> _TASK BRIEF_
Tally every line of the listing below that holds "Running", then give the tally alone.
::::::::
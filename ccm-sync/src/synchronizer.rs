//! Refresh cycle
//!
//! One cycle pulls the task and worker snapshots concurrently and hands both
//! outcomes to the view store. A failed fetch never clears what the view
//! already shows; it only marks the view as stale.

use async_trait::async_trait;
use ccm_client::TaskTransport;
use std::sync::Arc;
use std::sync::atomic::{AtomicU64, Ordering};
use tracing::{debug, warn};

use crate::error::SyncError;
use crate::scheduler::RefreshTask;
use crate::view::{ReconcileReport, ViewModelStore};

/// Outcome of a refresh cycle in which every fetch succeeded
#[derive(Debug, Clone, Copy, PartialEq, Eq)]
pub struct RefreshReport {
    /// Sequence number of the cycle
    pub cycle: u64,
    pub task_count: usize,
    pub worker_count: usize,
    pub applied: ReconcileReport,
}

/// Fetches snapshots and reconciles them into the view store
pub struct Synchronizer {
    transport: Arc<dyn TaskTransport>,
    store: ViewModelStore,
    task_limit: usize,
    cycles: AtomicU64,
}

impl Synchronizer {
    /// Creates a new synchronizer
    ///
    /// # Arguments
    /// * `transport` - Where snapshots come from
    /// * `store` - Where they are reconciled into
    /// * `task_limit` - Maximum number of tasks requested per cycle
    pub fn new(
        transport: Arc<dyn TaskTransport>,
        store: ViewModelStore,
        task_limit: usize,
    ) -> Self {
        Self {
            transport,
            store,
            task_limit,
            cycles: AtomicU64::new(0),
        }
    }

    /// Runs one refresh cycle
    ///
    /// Both fetches are issued together and both finish before anything is
    /// applied. Whatever succeeded is reconciled even if the other fetch
    /// failed; the first failure is then returned.
    pub async fn refresh_once(&self) -> Result<RefreshReport, SyncError> {
        let cycle = self.cycles.fetch_add(1, Ordering::SeqCst) + 1;
        debug!("Refresh cycle {} starting", cycle);

        let (tasks, workers) = tokio::join!(
            self.transport.fetch_tasks(self.task_limit),
            self.transport.fetch_workers()
        );

        let (tasks, task_error) = split(tasks);
        let (workers, worker_error) = split(workers);

        let task_count = tasks.as_ref().map(Vec::len).unwrap_or_default();
        let worker_count = workers.as_ref().map(Vec::len).unwrap_or_default();

        let applied = self.store.reconcile_cycle(cycle, tasks, workers);

        if let Some(e) = &task_error {
            warn!("Cycle {}: task snapshot unavailable: {}", cycle, e);
        }
        if let Some(e) = &worker_error {
            warn!("Cycle {}: worker snapshot unavailable: {}", cycle, e);
        }

        if let Some(e) = task_error.or(worker_error) {
            return Err(SyncError::Transport(e));
        }

        let report = RefreshReport {
            cycle,
            task_count,
            worker_count,
            applied,
        };
        debug!(
            "Refresh cycle {} done: {} task(s), {} worker(s)",
            cycle, report.task_count, report.worker_count
        );

        Ok(report)
    }

    pub fn store(&self) -> &ViewModelStore {
        &self.store
    }
}

#[async_trait]
impl RefreshTask for Synchronizer {
    async fn refresh(&self) -> Result<(), SyncError> {
        self.refresh_once().await.map(|_| ())
    }
}

fn split<T, E>(result: Result<T, E>) -> (Option<T>, Option<E>) {
    match result {
        Ok(value) => (Some(value), None),
        Err(e) => (None, Some(e)),
    }
}

#[cfg(test)]
mod tests {
    use super::*;
    use crate::testing::{ScriptedTransport, task, unavailable, worker};
    use ccm_client::ClientError;
    use ccm_core::domain::task::TaskStatus;
    use std::time::Duration;

    fn setup(transport: ScriptedTransport) -> (Arc<ScriptedTransport>, Synchronizer) {
        let transport = Arc::new(transport);
        let sync = Synchronizer::new(transport.clone(), ViewModelStore::new(), 20);
        (transport, sync)
    }

    #[tokio::test]
    async fn test_successful_cycle_reconciles_both() {
        let (transport, sync) = setup(ScriptedTransport::new());
        transport.push_tasks(Ok(vec![task(2, TaskStatus::Running), task(1, TaskStatus::Done)]));
        transport.push_workers(Ok(vec![worker(1, "busy"), worker(2, "idle")]));

        let report = sync.refresh_once().await.unwrap();
        assert_eq!(report.cycle, 1);
        assert_eq!(report.task_count, 2);
        assert_eq!(report.worker_count, 2);

        let state = sync.store().snapshot();
        assert_eq!(state.tasks.len(), 2);
        assert_eq!(state.workers.len(), 2);
        assert!(!state.sync.stale);
        assert!(state.sync.last_synced_at.is_some());
    }

    #[tokio::test]
    async fn test_failed_fetch_keeps_previous_snapshot() {
        let (transport, sync) = setup(ScriptedTransport::new());
        transport.push_tasks(Ok(vec![
            task(3, TaskStatus::Queued),
            task(2, TaskStatus::Running),
            task(1, TaskStatus::Done),
        ]));
        transport.push_workers(Ok(vec![worker(1, "busy")]));
        sync.refresh_once().await.unwrap();

        transport.push_tasks(Err(unavailable()));
        transport.push_workers(Err(ClientError::ParseError("truncated".to_string())));
        let err = sync.refresh_once().await.unwrap_err();
        assert!(matches!(err, SyncError::Transport(_)));

        let state = sync.store().snapshot();
        assert_eq!(state.tasks.len(), 3);
        assert_eq!(state.workers.len(), 1);
        assert!(state.sync.stale);
    }

    #[tokio::test]
    async fn test_empty_snapshot_is_applied() {
        let (transport, sync) = setup(ScriptedTransport::new());
        transport.push_tasks(Ok(vec![task(1, TaskStatus::Queued)]));
        transport.push_workers(Ok(vec![worker(1, "idle")]));
        sync.refresh_once().await.unwrap();

        transport.push_tasks(Ok(vec![]));
        transport.push_workers(Ok(vec![]));
        sync.refresh_once().await.unwrap();

        let state = sync.store().snapshot();
        assert!(state.tasks.is_empty());
        assert!(state.workers.is_empty());
    }

    #[tokio::test]
    async fn test_partial_failure_applies_what_arrived() {
        let (transport, sync) = setup(ScriptedTransport::new());
        transport.push_tasks(Ok(vec![task(1, TaskStatus::Running)]));
        transport.push_workers(Err(unavailable()));

        assert!(sync.refresh_once().await.is_err());

        let state = sync.store().snapshot();
        assert_eq!(state.tasks.len(), 1);
        assert!(state.workers.is_empty());
        assert!(state.sync.stale);
    }

    #[tokio::test(start_paused = true)]
    async fn test_fetches_run_concurrently() {
        let (transport, sync) = setup(ScriptedTransport::slow(Duration::from_secs(1)));
        transport.push_tasks(Ok(vec![]));
        transport.push_workers(Ok(vec![]));

        let started = tokio::time::Instant::now();
        sync.refresh_once().await.unwrap();

        assert!(started.elapsed() < Duration::from_millis(1500));
        assert_eq!(
            transport.fetch_task_calls.load(Ordering::SeqCst)
                + transport.fetch_worker_calls.load(Ordering::SeqCst),
            2
        );
    }

    #[tokio::test]
    async fn test_cycle_numbers_increase() {
        let (transport, sync) = setup(ScriptedTransport::new());
        for _ in 0..3 {
            transport.push_tasks(Ok(vec![]));
            transport.push_workers(Ok(vec![]));
        }

        let mut cycles = Vec::new();
        for _ in 0..3 {
            cycles.push(sync.refresh_once().await.unwrap().cycle);
        }
        assert_eq!(cycles, vec![1, 2, 3]);
        assert_eq!(sync.store().snapshot().sync.latest_cycle, 3);
    }
}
::::::::
> _REPLY_
3